Jack Aikins

Personal information
- National team: United States
- Born: October 11, 2002 (age 23) Atlanta, Georgia, U.S.
- Height: 6 ft 5 in (196 cm)
- Weight: 200 lb (91 kg)

Sport
- Sport: Swimming
- Strokes: Backstroke, freestyle, individual medley
- Club: SwimAtlanta
- College team: University of Virginia

Medal record
Men's swimming
Representing the United States
World Championships (LC)
| Gold medal – first place | 2024 Doha | 4×100 m medley |
| Gold medal – first place | 2024 Doha | 4×100 m mixed medley |
| Bronze medal – third place | 2024 Doha | 4×100 m freestyle |
| Bronze medal – third place | 2024 Doha | 4×100 m mixed freestyle |
Pan Pacific Championships
| Bronze medal – third place | 2026 Irvine | 100 m backstroke |
| Bronze medal – third place | 2026 Irvine | 4×100 m medley |
Pan American Games
| Gold medal – first place | 2023 Santiago | 200 m backstroke |
| Gold medal – first place | 2023 Santiago | 4×100 m medley |
| Gold medal – first place | 2023 Santiago | 4×100 m mixed medley |
| Silver medal – second place | 2023 Santiago | 4×100 m freestyle |

= Jack Aikins =

American swimmer (born 2002)

Jack Aikins (born October 11, 2002) is an American swimmer. At the 2024 World Aquatics Championships, he won gold medals in the 4×100 meter medley, and mixed 4×100 meter medley. He currently competes at the collegiate level for Virginia.
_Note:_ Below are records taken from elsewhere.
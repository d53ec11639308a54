//! Companies and memberships. A user may create exactly one company of
//! their own; switching between companies they belong to happens through
//! the auth module.

use axum::extract::{Path, State};
use axum::http::StatusCode;
use axum::routing::get;
use axum::{Json, Router};
use chrono::Utc;
use serde::Deserialize;

use crate::auth::AuthUser;
use crate::error::{ApiError, ApiResult};
use crate::AppState;
use keel_core::validation::validate_name;
use keel_core::{Company, CompanyMembership};

pub fn router() -> Router<AppState> {
    Router::new()
        .route("/", get(list_companies).post(create_company))
        .route("/memberships", get(list_memberships))
        .route(
            "/:id",
            get(get_company).put(update_company).delete(delete_company),
        )
}

#[derive(Debug, Deserialize)]
struct CompanyPayload {
    name: String,
    address: Option<String>,
    phone: Option<String>,
    tax_id: Option<String>,
    registration_number: Option<String>,
    #[serde(default = "default_true")]
    is_active: bool,
}

fn default_true() -> bool {
    true
}

async fn list_companies(auth: AuthUser, State(state): State<AppState>) -> ApiResult<Json<Vec<Company>>> {
    Ok(Json(state.db.companies().list_owned(&auth.user.id).await?))
}

async fn create_company(
    auth: AuthUser,
    State(state): State<AppState>,
    Json(payload): Json<CompanyPayload>,
) -> ApiResult<(StatusCode, Json<Company>)> {
    validate_name("name", &payload.name)?;

    // One owner-created company per user.
    if state.db.companies().count_owned(&auth.user.id).await? > 0 {
        return Err(ApiError::Validation(
            "You can only create one company.".to_string(),
        ));
    }

    let now = Utc::now();
    let company = Company {
        id: keel_db::generate_id(),
        owner_id: auth.user.id.clone(),
        name: payload.name.trim().to_string(),
        address: payload.address,
        phone: payload.phone,
        tax_id: payload.tax_id,
        registration_number: payload.registration_number,
        is_active: payload.is_active,
        created_at: now,
        updated_at: now,
    };

    state.db.companies().insert(&company).await?;

    // The first company becomes the active one straight away.
    if auth.user.active_company_id.is_none() {
        state
            .db
            .users()
            .set_active_company(&auth.user.id, Some(&company.id))
            .await?;
    }

    Ok((StatusCode::CREATED, Json(company)))
}

async fn get_company(
    auth: AuthUser,
    State(state): State<AppState>,
    Path(id): Path<String>,
) -> ApiResult<Json<Company>> {
    let company = state
        .db
        .companies()
        .get_owned(&auth.user.id, &id)
        .await?
        .ok_or_else(|| ApiError::NotFound(format!("Company not found: {id}")))?;

    Ok(Json(company))
}

async fn update_company(
    auth: AuthUser,
    State(state): State<AppState>,
    Path(id): Path<String>,
    Json(payload): Json<CompanyPayload>,
) -> ApiResult<Json<Company>> {
    validate_name("name", &payload.name)?;

    let mut company = state
        .db
        .companies()
        .get_owned(&auth.user.id, &id)
        .await?
        .ok_or_else(|| ApiError::NotFound(format!("Company not found: {id}")))?;

    company.name = payload.name.trim().to_string();
    company.address = payload.address;
    company.phone = payload.phone;
    company.tax_id = payload.tax_id;
    company.registration_number = payload.registration_number;
    company.is_active = payload.is_active;

    state.db.companies().update(&company).await?;
    Ok(Json(company))
}

async fn delete_company(
    auth: AuthUser,
    State(state): State<AppState>,
    Path(id): Path<String>,
) -> ApiResult<StatusCode> {
    state.db.companies().delete(&auth.user.id, &id).await?;
    Ok(StatusCode::NO_CONTENT)
}

async fn list_memberships(
    auth: AuthUser,
    State(state): State<AppState>,
) -> ApiResult<Json<Vec<CompanyMembership>>> {
    Ok(Json(
        state.db.companies().list_memberships(&auth.user.id).await?,
    ))
}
==Early life and education==
Aikins was born to Brad and Maureen Aikins, and has two sisters, Katherine and Caroline. Both of his sisters swam for Georgia.

In October 2019, he verbally committed to Virginia for the class of 2025.

==Career==
===2023===
At the 2023 Pan American Games, Aikins won a gold medal in the 200-meter backstroke with a Pan American Games records time of 1:56.58. He also won gold medals in the 4×100 meter medley relay, and mixed 4×100 meter medley relay events, and a silver medal in the 4×100 meter freestyle relay.

===2024===
At the 2024 World Aquatics Championships, he swam during the heats in the 4×100 meter medley relay and mixed 4×100 meter medley relay events and won gold medals. He also won bronze medals in the 4×100 meter freestyle relay and mixed 4×100 meter freestyle relay events.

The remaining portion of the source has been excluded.